Прощание в Стамбуле | страница 47



Она не открыла глаз. Просто раскинула руки и приподняла ноги, раскрыв себя. Я наклонился и поцеловал Анну-Марию между ног. Целомудренно и задумчиво. Как ротмистръ Лоринковъ целовал когда-то знамя, перед тем как глупо погибнуть, как отец Николай целовал размалеванные доски – иконы, чтобы спастись от того, к чему нужно бежать, как журналист Лоринков целовал свою руку за то, что она пишет то, что нужно было прежде всего прожить. Все они были глупы. Все они мертвы, Анна-Мария.

Одна ты – жизнь.

Я свернулся у нее в ногах. Отец Николай сел на пол у дивана и прижал голову к ее ладони. С пола что-то замяукало, и мы увидели, как из сумочки Анны-Марии выполз кот, который привалился к ногам священника.

Так мы уснули.

33

Анна-Мария, думаю я сейчас, неужели ты хочешь, чтобы именно теперь я начал писать обо всем этом? Ведь тебя больше нет, и, получается, я смогу уделять книге внимание, не обделяя тебя им. Но нужно ли нам это? Я не знаю. Поэтому не раскрываю блокнотов и не ношу с собой на пляж никаких бумаг. А если что-то иногда и нахожу – записку, счет, номер, обрывок бумаги, – то приношу на пляж и закапываю. Заметаю следы – прежде всего для себя. Я боюсь как-нибудь повернуть голову, Анна-Мария, и увидеть за собой длинный след – цепочку следов – отпечатки твоих босых ног, которые ты оставила, когда бежала со мной по пляжу.

Я боюсь повернуть голову, потому что могу увидеть тебя за плечом, Анна-Мария.
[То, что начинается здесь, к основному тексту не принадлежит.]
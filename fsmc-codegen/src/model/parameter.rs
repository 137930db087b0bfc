use std::fmt;

/// A formal argument of a transition.
///
/// The type is kept as raw target-language text.
#[derive(Debug, Clone, PartialEq, Eq)]
pub struct Parameter {
    name: String,
    ty: String,
    line: u32,
}

impl Parameter {
    pub fn new(name: impl Into<String>, ty: impl Into<String>, line: u32) -> Self {
        Self {
            name: name.into(),
            ty: ty.into(),
            line,
        }
    }

    pub fn name(&self) -> &str {
        &self.name
    }

    pub fn ty(&self) -> &str {
        &self.ty
    }

    pub fn line(&self) -> u32 {
        self.line
    }
}

impl fmt::Display for Parameter {
    fn fmt(&self, f: &mut fmt::Formatter<'_>) -> fmt::Result {
        write!(f, "{}: {}", self.name, self.ty)
    }
}
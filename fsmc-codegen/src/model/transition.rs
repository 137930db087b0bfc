use std::cmp::Ordering;

use super::{Guard, Parameter};
use crate::error::FsmError;

/// A named operation defined on a state.
///
/// The guards form an `if / else if / ... / else` chain evaluated in
/// declaration order.
#[derive(Debug, Clone, PartialEq, Eq)]
pub struct Transition {
    name: String,
    line: u32,
    parameters: Vec<Parameter>,
    guards: Vec<Guard>,
}

impl Transition {
    pub fn new(name: impl Into<String>, line: u32) -> Self {
        Self {
            name: name.into(),
            line,
            parameters: Vec::new(),
            guards: Vec::new(),
        }
    }

    #[must_use]
    pub fn with_parameters(mut self, parameters: impl IntoIterator<Item = Parameter>) -> Self {
        self.parameters.extend(parameters);
        self
    }

    /// Appends a guard to the chain.
    ///
    /// Nothing may follow an unconditional guard, which also rules out a
    /// second unconditional guard.
    pub fn add_guard(&mut self, guard: Guard) -> Result<(), FsmError> {
        if self.has_unconditional_guard() {
            return Err(FsmError::GuardAfterUnconditional {
                transition: self.name.clone(),
                line: guard.line(),
            });
        }
        self.guards.push(guard);
        Ok(())
    }

    pub fn with_guard(mut self, guard: Guard) -> Result<Self, FsmError> {
        self.add_guard(guard)?;
        Ok(self)
    }

    pub fn name(&self) -> &str {
        &self.name
    }

    pub fn line(&self) -> u32 {
        self.line
    }

    pub fn parameters(&self) -> &[Parameter] {
        &self.parameters
    }

    pub fn guards(&self) -> &[Guard] {
        &self.guards
    }

    pub fn has_unconditional_guard(&self) -> bool {
        self.guards.iter().any(Guard::is_unconditional)
    }

    /// Orders transitions by name, then parameter count, then parameter
    /// types. Parameter names do not take part.
    pub fn cmp_signature(&self, other: &Transition) -> Ordering {
        self.name
            .cmp(&other.name)
            .then_with(|| self.parameters.len().cmp(&other.parameters.len()))
            .then_with(|| {
                let ours = self.parameters.iter().map(Parameter::ty);
                let theirs = other.parameters.iter().map(Parameter::ty);
                ours.cmp(theirs)
            })
    }

    pub fn same_signature(&self, other: &Transition) -> bool {
        self.cmp_signature(other).is_eq()
    }
}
Левое или правое? За каким стоишь ты? Я долго пытался определить твое место, Анна-Мария, и поначалу, конечно же, помещал тебя слева от себя. Место дьявола. Потом справа, а сейчас думаю, что ты и слева и справа, и вообще за моей спиной нет никого, кроме тебя. Я лежу на шезлонге, который притащил мне услужливый мальчонка. Пятьдесят куруш. Половина новой турецкой лиры. Что-то около половины доллара в каждый приход, и у меня на пляже завелся друг. Он выносит шезлонг, едва завидев меня, и ставит в нескольких метрах от моря. Я люблю, чтобы брызги пролива попадали на мои ступни. Они большие, широкие и часто болят. Совсем не то, что воздушные ножки Анны-Марии, каждая из которых помещалась в моей ладони. Я ложусь на шезлонг, бросив одежду в рюкзак, и позволяю ветру смести с себя песок. Иногда на меня льет дождь – последние два дня, хоть в Стамбуле и прохладно, его не было, – но я не прикрываюсь зонтом. Хотя мальчик и приносил. Мне кажется, прикрывать свое тело на морском берегу – верх преступления. Я приношу его морю, а значит, я приношу его Океану, я приношу его Солнцу, пусть оно сейчас и занято своими делами за облаками, принесенными циклоном, а может, антициклоном? Я приношу себя песку, мелкому и рассыпчатому, как индийский рис в ресторане при моей гостинице, которая тоже неподалеку от пролива, я жертвую себя и свои воспоминания ветру. Он разрывает в клочья мою память и разбрасывает ее над Океаном, как прах Индиры Ганди, он заключает частицы праха моей памяти в капсулы дождя. Акулы всего Океана пожрали кусочки моих плотских воспоминаний. Я давно уже плаваю где-то в Саргассовом море зыбкой кучей невещественного планктона. Я размазан ветром по окружности Земли, как тонкий слой масла на бережливо сделанном бутерброде. А пляж у Босфора – та масленка, откуда ветер зачерпывает меня, чтобы размазать по всему миру.